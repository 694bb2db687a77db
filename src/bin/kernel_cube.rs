// src/bin/kernel_cube.rs
//
// Developer diagnostic: demagnetising-kernel sanity checker.
//
// Computes the kernel for an Nx x Ny x Nz open-boundary grid and prints the
// self-term demag factors (Nxx, Nyy, Nzz). For a single cubic cell these
// approach 1/3 each; for thin films Nzz approaches 1.
//
// This tool:
//   - prints results to stdout only
//   - does NOT touch the kernel cache
//   - is intended for interactive inspection during kernel development
//
// Usage examples:
//   cargo run --release --bin kernel_cube
//   cargo run --release --bin kernel_cube -- 1 1 1 1e-9 1e-9 1e-9
//   cargo run --release --bin kernel_cube -- 64 64 1 5e-9 5e-9 1e-9

use demagkern::geometry::{GridGeometry, X, Y, Z};
use demagkern::kernel::compute_demag_kernel;
use demagkern::progress::LogProgress;

fn main() {
    env_logger::init();

    let args: Vec<String> = std::env::args().collect();

    // Defaults: a modest thin-film-ish grid
    let (nx, ny, nz, dx, dy, dz) = if args.len() == 7 {
        (
            args[1].parse::<usize>().expect("nx"),
            args[2].parse::<usize>().expect("ny"),
            args[3].parse::<usize>().expect("nz"),
            args[4].parse::<f64>().expect("dx"),
            args[5].parse::<f64>().expect("dy"),
            args[6].parse::<f64>().expect("dz"),
        )
    } else {
        (16usize, 16usize, 1usize, 5e-9, 5e-9, 5e-9)
    };

    let geom = GridGeometry::new([nx, ny, nz], [dx, dy, dz], [0, 0, 0]);
    let progress = LogProgress::new();

    let kernel = match compute_demag_kernel(&geom, 6.0, &progress) {
        Ok(k) => k,
        Err(e) => {
            eprintln!("kernel_cube: {}", e);
            std::process::exit(1);
        }
    };

    // The wrapped self term sits at the origin of the padded grid; its
    // diagonal entries are minus the single-cell demag factors.
    let nxx = -(kernel.get(X, X).expect("XX").at(0, 0, 0) as f64);
    let nyy = -(kernel.get(Y, Y).expect("YY").at(0, 0, 0) as f64);
    let nzz = -(kernel.get(Z, Z).expect("ZZ").at(0, 0, 0) as f64);

    let padded = kernel.size;
    println!(
        "Grid: {}x{}x{} (padded {}x{}x{}), dx={:.3e}, dy={:.3e}, dz={:.3e}",
        nx, ny, nz, padded[0], padded[1], padded[2], dx, dy, dz
    );
    println!(
        "Self-term demag factors: Nxx={:.6}, Nyy={:.6}, Nzz={:.6}",
        nxx, nyy, nzz
    );
    println!("Trace check: Nxx+Nyy+Nzz = {:.6}", nxx + nyy + nzz);
}
// src/tensor.rs

use crate::geometry::Z;

/// One scalar component of the kernel over the padded grid.
///
/// Values are stored f32, matching the on-disk element size and what the
/// convolution engine uploads; the quadrature itself accumulates in f64.
/// Layout is z,y,x nested (x fastest), flat index `(z*ny + y)*nx + x`.
#[derive(Debug, Clone, PartialEq)]
pub struct ScalarField3D {
    pub size: [usize; 3],
    pub data: Vec<f32>,
}

impl ScalarField3D {
    /// Zero-initialised field over the given padded size.
    pub fn new(size: [usize; 3]) -> Self {
        let n = size[0] * size[1] * size[2];
        Self {
            size,
            data: vec![0.0; n],
        }
    }

    /// Wrap an existing buffer. The length must match the size exactly.
    pub fn from_vec(size: [usize; 3], data: Vec<f32>) -> Self {
        assert_eq!(
            data.len(),
            size[0] * size[1] * size[2],
            "field buffer length does not match size {:?}",
            size
        );
        Self { size, data }
    }

    /// Flat index for grid coordinates (x, y, z).
    #[inline]
    pub fn idx(&self, x: usize, y: usize, z: usize) -> usize {
        debug_assert!(x < self.size[0] && y < self.size[1] && z < self.size[2]);
        (z * self.size[1] + y) * self.size[0] + x
    }

    #[inline]
    pub fn at(&self, x: usize, y: usize, z: usize) -> f32 {
        self.data[self.idx(x, y, z)]
    }
}

/// Upper-triangular component order used everywhere: XX, XY, XZ, YY, YZ, ZZ.
pub const TENSOR_PAIRS: [(usize, usize); 6] = [(0, 0), (0, 1), (0, 2), (1, 1), (1, 2), (2, 2)];

/// Slot in `TENSOR_PAIRS` for component (i, j); (j, i) maps onto (i, j).
#[inline]
pub fn pair_index(i: usize, j: usize) -> usize {
    match (i.min(j), i.max(j)) {
        (0, 0) => 0,
        (0, 1) => 1,
        (0, 2) => 2,
        (1, 1) => 3,
        (1, 2) => 4,
        (2, 2) => 5,
        _ => panic!("tensor component ({}, {}) out of range", i, j),
    }
}

/// The demag interaction tensor over the padded grid.
///
/// Only the upper triangle is stored; `get(j, i)` resolves to the same field
/// as `get(i, j)`, which is how consumers see a fully populated symmetric
/// 3x3 structure. For thickness-1 meshes the XZ and YZ slots are absent
/// (structurally, not merely zero): the out-of-plane coupling vanishes there
/// and the convolution engine skips those terms entirely.
#[derive(Debug, Clone, PartialEq)]
pub struct KernelTensor {
    pub size: [usize; 3],
    comps: [Option<ScalarField3D>; 6],
}

impl KernelTensor {
    /// Tensor with no components allocated yet.
    pub fn empty(size: [usize; 3]) -> Self {
        Self {
            size,
            comps: [None, None, None, None, None, None],
        }
    }

    /// Cells per component.
    pub fn cells(&self) -> usize {
        self.size[0] * self.size[1] * self.size[2]
    }

    /// True when the padded grid is a single Z plane.
    pub fn is_2d(&self) -> bool {
        self.size[Z] == 1
    }

    /// Number of stored components: 4 in 2D, 6 otherwise.
    pub fn component_count(&self) -> usize {
        self.comps.iter().filter(|c| c.is_some()).count()
    }

    /// Store a component by its `TENSOR_PAIRS` slot.
    pub fn set_pair(&mut self, c: usize, field: ScalarField3D) {
        assert_eq!(field.size, self.size, "component size mismatch");
        self.comps[c] = Some(field);
    }

    /// Remove a component (used to drop the out-of-plane terms in 2D).
    pub fn drop_pair(&mut self, c: usize) {
        self.comps[c] = None;
    }

    pub fn pair(&self, c: usize) -> Option<&ScalarField3D> {
        self.comps[c].as_ref()
    }

    pub fn pair_mut(&mut self, c: usize) -> Option<&mut ScalarField3D> {
        self.comps[c].as_mut()
    }

    /// Component (i, j) of the symmetric tensor; either index order works.
    pub fn get(&self, i: usize, j: usize) -> Option<&ScalarField3D> {
        self.pair(pair_index(i, j))
    }

    /// Present components in fixed `TENSOR_PAIRS` order.
    pub fn present(&self) -> impl Iterator<Item = (usize, &ScalarField3D)> {
        self.comps
            .iter()
            .enumerate()
            .filter_map(|(c, f)| f.as_ref().map(|f| (c, f)))
    }
}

───

## EXERCISE GOAL
Report, with a number and no other words, how many lines of the listing contain "does".

## TASK RESPONSE
2